The four major psychological factors such as motivation, perception, learning and beliefs and attitudes play significant roles in consumer buying and they are described below.
There are four types of buying behavior that consumers show which is described below:
Complex Buying Behaviour
The buying behavior in which there is high involvement in a purchase and perceived significant differences according to brands is complex buying behavior.Consumers will be highly involved if the product is expensive, risky, purchased infrequently and highly self –expressive. For example, the consumer may not know the attributes that need to be considered like “4GB dual channel”, “DDR2 DRAM memory”.
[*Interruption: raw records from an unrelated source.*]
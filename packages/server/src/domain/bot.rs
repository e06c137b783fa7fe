//! Automated participant profiles and their drift behavior.
//!
//! Profiles are configuration, not mutable state: each one describes a
//! simulated participant seeded into the global room at startup and driven
//! by its own timer task for the lifetime of the process.

use std::time::Duration;

use super::value_object::{DisplayName, ParticipantId};

/// Fraction of the remaining distance to the target pulled in per tick
/// (exponential approach).
pub const DRIFT_RATE: f64 = 0.1;

/// Configuration for one automated participant in the global room.
#[derive(Debug, Clone)]
pub struct BotProfile {
    pub id: ParticipantId,
    pub display_name: DisplayName,
    /// Value the bot drifts toward
    pub target: f64,
    /// Magnitude bounding the per-tick random perturbation
    pub volatility: f64,
    pub tick_interval: Duration,
}

impl BotProfile {
    fn new(id: &str, display_name: &str, target: f64, volatility: f64, tick_ms: u64) -> Self {
        Self {
            id: ParticipantId::new(id).expect("profile id is well-formed"),
            display_name: DisplayName::new(display_name).expect("profile name is non-empty"),
            target,
            volatility,
            tick_interval: Duration::from_millis(tick_ms),
        }
    }
}

/// The automated participants seeded into the global room at startup.
pub fn default_profiles() -> Vec<BotProfile> {
    vec![
        BotProfile::new("bot-kaigi", "Meeting Zombie", 85.0, 6.0, 4_000),
        BotProfile::new("bot-muzak", "Muzak Enjoyer", 70.0, 9.0, 3_000),
        BotProfile::new("bot-cafe", "Caffeinated", 15.0, 12.0, 2_200),
        BotProfile::new("bot-lurker", "Lurker", 50.0, 10.0, 3_600),
    ]
}

/// One drift step: pull 10% of the remaining distance to the target, plus
/// the already-scaled noise term. Clamping is the caller's concern
/// (`BoredomLevel::new`), rounding happens only at stats output.
pub fn drift_step(current: f64, target: f64, noise: f64) -> f64 {
    current + (target - current) * DRIFT_RATE + noise
}

#[cfg(test)]
mod tests {
    use std::collections::HashSet;

    use super::*;

    #[test]
    fn test_drift_step_pulls_ten_percent_toward_target() {
        // テスト項目: ノイズなしの drift が目標との差の 10% を詰める
        // given (前提条件):
        let current = 50.0;
        let target = 80.0;

        // when (操作):
        let next = drift_step(current, target, 0.0);

        // then (期待する結果): 50 + (80 - 50) * 0.1 = 53
        assert!((next - 53.0).abs() < f64::EPSILON);
    }

    #[test]
    fn test_drift_step_converges_over_ticks() {
        // テスト項目: 繰り返し適用で値が目標に収束する
        // given (前提条件):
        let target = 20.0;
        let mut current = 90.0;

        // when (操作):
        for _ in 0..100 {
            current = drift_step(current, target, 0.0);
        }

        // then (期待する結果):
        assert!((current - target).abs() < 0.01);
    }

    #[test]
    fn test_drift_step_applies_noise_as_is() {
        // テスト項目: ノイズ項がそのまま加算される
        // given (前提条件):
        let current = 40.0;
        let target = 40.0; // no pull

        // when (操作):
        let next = drift_step(current, target, -2.5);

        // then (期待する結果):
        assert!((next - 37.5).abs() < f64::EPSILON);
    }

    #[test]
    fn test_default_profiles_are_well_formed() {
        // テスト項目: デフォルトプロファイルの各値が不変条件を満たす
        // given (前提条件):

        // when (操作):
        let profiles = default_profiles();

        // then (期待する結果):
        assert!(!profiles.is_empty());
        let ids: HashSet<&str> = profiles.iter().map(|p| p.id.as_str()).collect();
        assert_eq!(ids.len(), profiles.len());
        for profile in &profiles {
            assert!((0.0..=100.0).contains(&profile.target));
            assert!(profile.volatility > 0.0);
            assert!(!profile.tick_interval.is_zero());
        }
    }
}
Dissonance – Reducing Buying Behaviour
Consumer Dissonance – Reducing Buying Behaviour is buying behavior situations characterized by high involvement but less perceived differences among the brands. It occurs when consumers involve with an expensive, infrequent, or risky purchase but see little differences among the brands. For example, consumers, buying furniture may face a high involvement as they are expensive but they buy it very quickly without looking any brand names.
Habitual Buying Behaviour
It is a consumer buying behavior in situations characterized by low consumer involvement and few significantly perceived brand differences. For example, behavioursalt. The consumer has little involvement in this product category – they simply go to the store and buy any off brand.
Variety –Seeking Buying Behaviour
It is a consumer behavior in situations characterised by low consumer involvement but significant brand differences. In such cases consumers do a lot of brand switching . For example, when buying biscuits , a consumer hold some beliefs and choose any biscuits and evaluate it during the consumption.
Now we have to know the buyer decision process and how the consumer makes buying decision. There are five stages of Buyer decision process.
The buying process starts with need recognition in which the buyer recognises a problem or need. For example a discussion with your friend to think about the purity of water that you drink. At this stage, marketers know the need of the consumer for the particular product.
The stage of buyer decision process in which the consumer search the related information about the product. A consumer may or may not search the information as- if they get the satisfying product then they will be ready to pay.
Evaluation of Alternatives
The stage in which the consumer evaluate brands in the choice set by using the information. Consumers also use calculation and logical thinking while evaluating the alternatives. In other times, the customer does less evaluation or no evaluation.
It is the decision of the buyer to purchase the product of specific brand. Sometimes purchased decision can be influenced by two factors i.e attitudes of others and unexpected situational factors. If someone important to you think you have to buy the low priced product then you buy low priced products is an example of attitudes of others. If the economy turned worse than you will be disappointed to buy a car even its price is dropped is an example of unexpected situational factors.
The stage of the buyer decision process in which the consumers take further action after the purchase of a product on the basis of their satisfaction and dissatisfaction. If the expected and performance gap is high then the consumers may be dissatisfied and vice versa.
Kotler, P., & Armstrong, G. (2013). Principles of Marketing. Chennai: Pearson India Education Services Pvt Ltd.